Deliciously Explosive

Japanese instrumental band Mono speaks to their American audience through their music

The minimalist, instrumental rock music of Japanese band Mono tends to either strike listeners as tedious or inspire full-blown flights of descriptive effusion. It won't be hard to guess which extreme this article leans toward.

An emotionally moving beauty thrums through Mono's music, which the quartet creates primarily with the bare-bones rock instrumentation of guitar, bass and drums. It's there in the way the songs begin in near silence (so that you can barely hear sounds, but sense their approach) and subsequently build, almost imperceptibly, in waves of intensity and volume.

Soon, almost without being aware of it, you find yourself bobbing amid rising crescendos of orchestrated noise, like a cork tossed on a tsunami that seems to grow ominously while you wait for it to crest. Mono's music is a deliciously explosive--or implosive, depending on how you look at it--release of energy, which the band always wants to maintain as positive.

For the third time, Mono will visit Tucson to share with locals that sound--most recently documented on the band's third album, the Steve Albini-produced Walking Cloud and Deep Red Sky, Flag Fluttered and the Sun Shined. The gig's at Plush on Tuesday, Sept. 28.

Whether playing quietly or stirring up a monstrous din, Mono creates an aural type of meditation, a description that pleased guitarist Takaakira "Taka" Goto during a recent phone interview. He spoke, often with manager Reiko Kudo interpreting, from New York City last week on the eve of the band's sixth American tour.

"The band is hoping to create music that gives hope or joy when people feel depressed or grieving. If people are feeling sad or if people are troubled, we hope they feel comfort from our music," Goto said.

Goto said the 4-year-old band's Japanese fan base is limited primarily to Tokyo, and that it attracts more crowds and attention in Europe and North America. "It's funny ... The band feels there more fans waiting for their shows every time they come to America. It makes us feel really encouraged."

The band members speak a little English, but often on the road, they cannot easily understand their fans, so music ends up being their preferred mode of communication.

"Often, Mono goes to play gigs in other countries where the band doesn't speak their languages, and they don't speak Japanese, or they don't even speak English. But music is the only way to communicate with a lot of people. And as an instrumental band, it actually works out better, because it's a pure language."

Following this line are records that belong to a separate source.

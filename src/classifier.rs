//! Heuristic file classification.
//!
//! Maps a file (path + optional content) to a semantic document category via
//! an ordered rule table: filename-substring rules first, then content-heading
//! rules, then extension defaults. First match wins. Filename rules precede
//! content rules deliberately — explicit naming is a stronger signal than
//! content sniffing.

use serde::{Deserialize, Serialize};
use std::fmt;
use std::path::Path;
use std::str::FromStr;

use anyhow::bail;

/// Navigation-order sentinel for categories that never appear in navigation.
pub const NAV_ORDER_UNRANKED: u32 = 9999;

#[derive(Debug, Clone, Copy, PartialEq, Eq, Hash, Serialize, Deserialize)]
#[serde(rename_all = "kebab-case")]
pub enum DocCategory {
    Readme,
    AiContext,
    Changelog,
    ApiReference,
    Guide,
    Quickstart,
    Architecture,
    Deployment,
    Development,
    Security,
    Migration,
    Documentation,
    Code,
    Config,
    ApiSpec,
    Misc,
}

impl DocCategory {
    pub fn as_str(&self) -> &'static str {
        match self {
            DocCategory::Readme => "readme",
            DocCategory::AiContext => "ai-context",
            DocCategory::Changelog => "changelog",
            DocCategory::ApiReference => "api-reference",
            DocCategory::Guide => "guide",
            DocCategory::Quickstart => "quickstart",
            DocCategory::Architecture => "architecture",
            DocCategory::Deployment => "deployment",
            DocCategory::Development => "development",
            DocCategory::Security => "security",
            DocCategory::Migration => "migration",
            DocCategory::Documentation => "documentation",
            DocCategory::Code => "code",
            DocCategory::Config => "config",
            DocCategory::ApiSpec => "api-spec",
            DocCategory::Misc => "misc",
        }
    }

    /// Fixed navigation-order integer; lower sorts first. Categories that are
    /// excluded from navigation get a large sentinel so they sort last.
    pub fn nav_order(&self) -> u32 {
        match self {
            DocCategory::Readme => 0,
            DocCategory::Quickstart => 10,
            DocCategory::Guide => 20,
            DocCategory::Architecture => 30,
            DocCategory::ApiReference => 40,
            DocCategory::ApiSpec => 45,
            DocCategory::Development => 50,
            DocCategory::Deployment => 60,
            DocCategory::Security => 70,
            DocCategory::Migration => 80,
            DocCategory::Changelog => 90,
            DocCategory::AiContext => 95,
            DocCategory::Documentation => 100,
            DocCategory::Code | DocCategory::Config | DocCategory::Misc => NAV_ORDER_UNRANKED,
        }
    }

    /// Categories that never become navigation pages.
    pub fn is_navigable(&self) -> bool {
        !matches!(
            self,
            DocCategory::Code | DocCategory::Misc | DocCategory::Config
        )
    }
}

impl fmt::Display for DocCategory {
    fn fmt(&self, f: &mut fmt::Formatter<'_>) -> fmt::Result {
        write!(f, "{}", self.as_str())
    }
}

impl FromStr for DocCategory {
    type Err = anyhow::Error;

    fn from_str(s: &str) -> anyhow::Result<Self> {
        match s.trim().to_lowercase().as_str() {
            "readme" => Ok(DocCategory::Readme),
            "ai-context" => Ok(DocCategory::AiContext),
            "changelog" => Ok(DocCategory::Changelog),
            "api-reference" => Ok(DocCategory::ApiReference),
            "guide" => Ok(DocCategory::Guide),
            "quickstart" => Ok(DocCategory::Quickstart),
            "architecture" => Ok(DocCategory::Architecture),
            "deployment" => Ok(DocCategory::Deployment),
            "development" => Ok(DocCategory::Development),
            "security" => Ok(DocCategory::Security),
            "migration" => Ok(DocCategory::Migration),
            "documentation" => Ok(DocCategory::Documentation),
            "code" => Ok(DocCategory::Code),
            "config" => Ok(DocCategory::Config),
            "api-spec" => Ok(DocCategory::ApiSpec),
            "misc" => Ok(DocCategory::Misc),
            _ => bail!("Unknown document category: {}", s),
        }
    }
}

/// One classification rule. Evaluated top-to-bottom; first match wins.
#[derive(Debug, Clone, Copy)]
enum Rule {
    /// Case-insensitive substring match against the file name.
    NameContains(&'static str, DocCategory),
    /// Case-insensitive substring match against any heading line.
    HeadingContains(&'static str, DocCategory),
    /// Exact (lowercased) extension match.
    Extension(&'static str, DocCategory),
}

/// The ordered rule table. Stored as data so it is independently testable;
/// ordering within each block matters (e.g. "api-reference" before "api").
const RULES: &[Rule] = &[
    // Filename rules — explicit naming beats content sniffing.
    Rule::NameContains("readme", DocCategory::Readme),
    Rule::NameContains("claude.md", DocCategory::AiContext),
    Rule::NameContains("agents.md", DocCategory::AiContext),
    Rule::NameContains("ai-context", DocCategory::AiContext),
    Rule::NameContains("changelog", DocCategory::Changelog),
    Rule::NameContains("history", DocCategory::Changelog),
    Rule::NameContains("releases", DocCategory::Changelog),
    Rule::NameContains("openapi", DocCategory::ApiSpec),
    Rule::NameContains("swagger", DocCategory::ApiSpec),
    Rule::NameContains("api-reference", DocCategory::ApiReference),
    Rule::NameContains("api_reference", DocCategory::ApiReference),
    Rule::NameContains("reference", DocCategory::ApiReference),
    Rule::NameContains("quickstart", DocCategory::Quickstart),
    Rule::NameContains("quick-start", DocCategory::Quickstart),
    Rule::NameContains("getting-started", DocCategory::Quickstart),
    Rule::NameContains("getting_started", DocCategory::Quickstart),
    Rule::NameContains("architecture", DocCategory::Architecture),
    Rule::NameContains("design", DocCategory::Architecture),
    Rule::NameContains("deploy", DocCategory::Deployment),
    Rule::NameContains("contributing", DocCategory::Development),
    Rule::NameContains("development", DocCategory::Development),
    Rule::NameContains("hacking", DocCategory::Development),
    Rule::NameContains("security", DocCategory::Security),
    Rule::NameContains("migration", DocCategory::Migration),
    Rule::NameContains("upgrading", DocCategory::Migration),
    Rule::NameContains("upgrade", DocCategory::Migration),
    Rule::NameContains("tutorial", DocCategory::Guide),
    Rule::NameContains("howto", DocCategory::Guide),
    Rule::NameContains("how-to", DocCategory::Guide),
    Rule::NameContains("guide", DocCategory::Guide),
    Rule::NameContains("faq", DocCategory::Guide),
    // Content-heading rules — only consulted when no filename rule matched.
    Rule::HeadingContains("architecture", DocCategory::Architecture),
    Rule::HeadingContains("getting started", DocCategory::Quickstart),
    Rule::HeadingContains("installation", DocCategory::Quickstart),
    Rule::HeadingContains("deployment", DocCategory::Deployment),
    Rule::HeadingContains("migration", DocCategory::Migration),
    Rule::HeadingContains("api reference", DocCategory::ApiReference),
    Rule::HeadingContains("contributing", DocCategory::Development),
    // Extension defaults.
    Rule::Extension("md", DocCategory::Documentation),
    Rule::Extension("mdx", DocCategory::Documentation),
    Rule::Extension("rst", DocCategory::Documentation),
    Rule::Extension("txt", DocCategory::Documentation),
    Rule::Extension("rs", DocCategory::Code),
    Rule::Extension("py", DocCategory::Code),
    Rule::Extension("js", DocCategory::Code),
    Rule::Extension("jsx", DocCategory::Code),
    Rule::Extension("ts", DocCategory::Code),
    Rule::Extension("tsx", DocCategory::Code),
    Rule::Extension("go", DocCategory::Code),
    Rule::Extension("java", DocCategory::Code),
    Rule::Extension("c", DocCategory::Code),
    Rule::Extension("cpp", DocCategory::Code),
    Rule::Extension("h", DocCategory::Code),
    Rule::Extension("toml", DocCategory::Config),
    Rule::Extension("yaml", DocCategory::Config),
    Rule::Extension("yml", DocCategory::Config),
    Rule::Extension("json", DocCategory::Config),
    Rule::Extension("ini", DocCategory::Config),
    Rule::Extension("cfg", DocCategory::Config),
];

/// Classify a file from its path and (optionally) its content.
///
/// Pure and deterministic: identical input always yields the same label.
pub fn classify(path: &Path, content: Option<&str>) -> DocCategory {
    let file_name = path
        .file_name()
        .and_then(|n| n.to_str())
        .unwrap_or_default()
        .to_lowercase();
    let extension = path
        .extension()
        .and_then(|e| e.to_str())
        .unwrap_or_default()
        .to_lowercase();

    // Heading lines are lowercased once; only consulted by heading rules.
    let headings: Vec<String> = content
        .map(|c| {
            c.lines()
                .filter(|l| l.trim_start().starts_with('#'))
                .map(|l| l.to_lowercase())
                .collect()
        })
        .unwrap_or_default();

    for rule in RULES {
        match rule {
            Rule::NameContains(needle, label) => {
                if file_name.contains(needle) {
                    return *label;
                }
            }
            Rule::HeadingContains(needle, label) => {
                if headings.iter().any(|h| h.contains(needle)) {
                    return *label;
                }
            }
            Rule::Extension(ext, label) => {
                if extension == *ext {
                    return *label;
                }
            }
        }
    }

    DocCategory::Misc
}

Mono's members grew up listening to metal, thrash and various guitar-based alternative acts such as My Bloody Valentine. But during the past two years, all of the members of the band have started listening to classical music and film scores, Goto said.

"We find that we are more and more attracted to music that is speechless. We are really interested in trying get really deeper into instrumental music in many categories, and trying to deepen our level of expression.

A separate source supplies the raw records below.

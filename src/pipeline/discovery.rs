//! Project discovery.
//!
//! Resolves configured project descriptors, or (legacy mode) walks base
//! directories one level deep looking for project indicators, and lists each
//! project's candidate files. A missing descriptor path is an error-severity
//! issue, never a fatal one; zero discovered projects yields an empty corpus.

use anyhow::Result;
use glob::Pattern;
use std::path::{Path, PathBuf};
use tracing::{debug, info, warn};

use crate::config::{Config, ProjectDescriptor, ScanConfig};
use crate::validator::ValidationIssue;

/// Resolve the configured (or auto-detected) projects, in order. Descriptors
/// with nonexistent paths are skipped with an issue; processing continues.
pub async fn discover(config: &Config) -> (Vec<ProjectDescriptor>, Vec<ValidationIssue>) {
    let mut issues = Vec::new();

    if !config.projects.is_empty() {
        let mut projects = Vec::new();
        for descriptor in &config.projects {
            let exists = tokio::fs::try_exists(&descriptor.source_path)
                .await
                .unwrap_or(false);
            if !exists {
                warn!(
                    "Skipping project '{}': source path {} does not exist",
                    descriptor.id, descriptor.source_path
                );
                issues.push(ValidationIssue::error(
                    "discovery/missing-path",
                    &descriptor.source_path,
                    format!(
                        "project '{}' source path does not exist",
                        descriptor.id
                    ),
                ));
                continue;
            }
            projects.push(descriptor.clone());
        }
        info!("Discovered {} configured projects", projects.len());
        return (projects, issues);
    }

    // Legacy mode: walk base paths one level, match on project indicators.
    let mut projects = Vec::new();
    for base in &config.scan.base_paths {
        let base_path = Path::new(base);
        let mut entries = match tokio::fs::read_dir(base_path).await {
            Ok(entries) => entries,
            Err(err) => {
                warn!("Skipping base path {}: {}", base, err);
                issues.push(ValidationIssue::error(
                    "discovery/missing-path",
                    base.as_str(),
                    format!("base scan path is not readable: {}", err),
                ));
                continue;
            }
        };

        let mut subdirs = Vec::new();
        while let Ok(Some(entry)) = entries.next_entry().await {
            let path = entry.path();
            if path.is_dir() {
                subdirs.push(path);
            }
        }
        // Deterministic directory-listing order
        subdirs.sort();

        for dir in subdirs {
            if !is_project_dir(&dir, &config.scan).await {
                continue;
            }
            let id = dir
                .file_name()
                .and_then(|n| n.to_str())
                .unwrap_or("unknown")
                .to_string();
            debug!("Auto-detected project '{}' at {}", id, dir.display());
            projects.push(ProjectDescriptor {
                id: id.clone(),
                name: None,
                source_path: dir.display().to_string(),
                category: "general".to_string(),
                priority: 100,
                document_types: config.scan.default_document_types.clone(),
                include_globs: crate::config::default_include_globs(),
                skip_patterns: Vec::new(),
            });
        }
    }

    info!("Auto-detected {} projects", projects.len());
    (projects, issues)
}

/// A subdirectory counts as a project when it carries any configured
/// indicator (manifest, README-like file, AI-context file, or docs dir).
async fn is_project_dir(dir: &Path, scan: &ScanConfig) -> bool {
    for indicator in &scan.indicator_files {
        if tokio::fs::try_exists(dir.join(indicator))
            .await
            .unwrap_or(false)
        {
            return true;
        }
    }
    false
}

/// List a project's candidate files: a depth-bounded walk filtered through
/// the descriptor's include globs and skip patterns, excluding configured
/// directory names. Returned paths are sorted for deterministic processing.
pub async fn list_files(descriptor: &ProjectDescriptor, scan: &ScanConfig) -> Result<Vec<PathBuf>> {
    let root = PathBuf::from(&descriptor.source_path);
    let include: Vec<Pattern> = compile_patterns(&descriptor.include_globs);
    let skip: Vec<Pattern> = compile_patterns(&descriptor.skip_patterns);

    let mut files = Vec::new();
    let mut stack = vec![(root.clone(), 0usize)];

    while let Some((dir, depth)) = stack.pop() {
        if depth > scan.max_depth {
            continue;
        }
        let mut entries = match tokio::fs::read_dir(&dir).await {
            Ok(entries) => entries,
            Err(err) => {
                warn!("Skipping unreadable directory {}: {}", dir.display(), err);
                continue;
            }
        };

        while let Some(entry) = entries.next_entry().await? {
            let path = entry.path();
            if path.is_dir() {
                let name = path
                    .file_name()
                    .and_then(|n| n.to_str())
                    .unwrap_or_default();
                if scan.exclude_dirs.iter().any(|d| d == name) {
                    continue;
                }
                stack.push((path, depth + 1));
                continue;
            }

            let rel = match path.strip_prefix(&root) {
                Ok(rel) => rel,
                Err(_) => continue,
            };
            if !include.iter().any(|p| p.matches_path(rel)) {
                continue;
            }
            if skip.iter().any(|p| p.matches_path(rel)) {
                continue;
            }
            files.push(path);
        }
    }

    files.sort();
    debug!(
        "Project '{}': {} candidate files",
        descriptor.id,
        files.len()
    );
    Ok(files)
}

fn compile_patterns(globs: &[String]) -> Vec<Pattern> {
    globs
        .iter()
        .filter_map(|g| match Pattern::new(g) {
            Ok(pattern) => Some(pattern),
            Err(err) => {
                warn!("Ignoring malformed glob '{}': {}", g, err);
                None
            }
        })
        .collect()
}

"Without words, lyrics or a singer conveying something--a meaning, a concept, an emotion--is really hard, because you are creating it only with sound, but you are not limited either. The possibilities are endless, but you have to be more precise. You have to have that much more intensity and motivation to create one specific sound."

Mono's music shares some sensibilities--in terms of content, tone, dramatic tension and aural beauty--with bands from other parts of the world, such the Dirty Three (Australia), the aforementioned My Bloody Valentine (England), Godspeed You! Black Emperor, Broken Social Scene and A Silver Mount Zion (Canada), as well as American groups such as Explosions in the Sky.

Goto said the members of Mono happen to be good friends with the Texas-based Explosions in the Sky ("Whenever we are in Austin, they let us stay in their house, to sleep over"). And, coincidentally, the Canadian band Fly Pan Am, under the leadership of Godspeed guitarist Roger Tellier-Craig, will play on the same bill when Mono plays at Plush.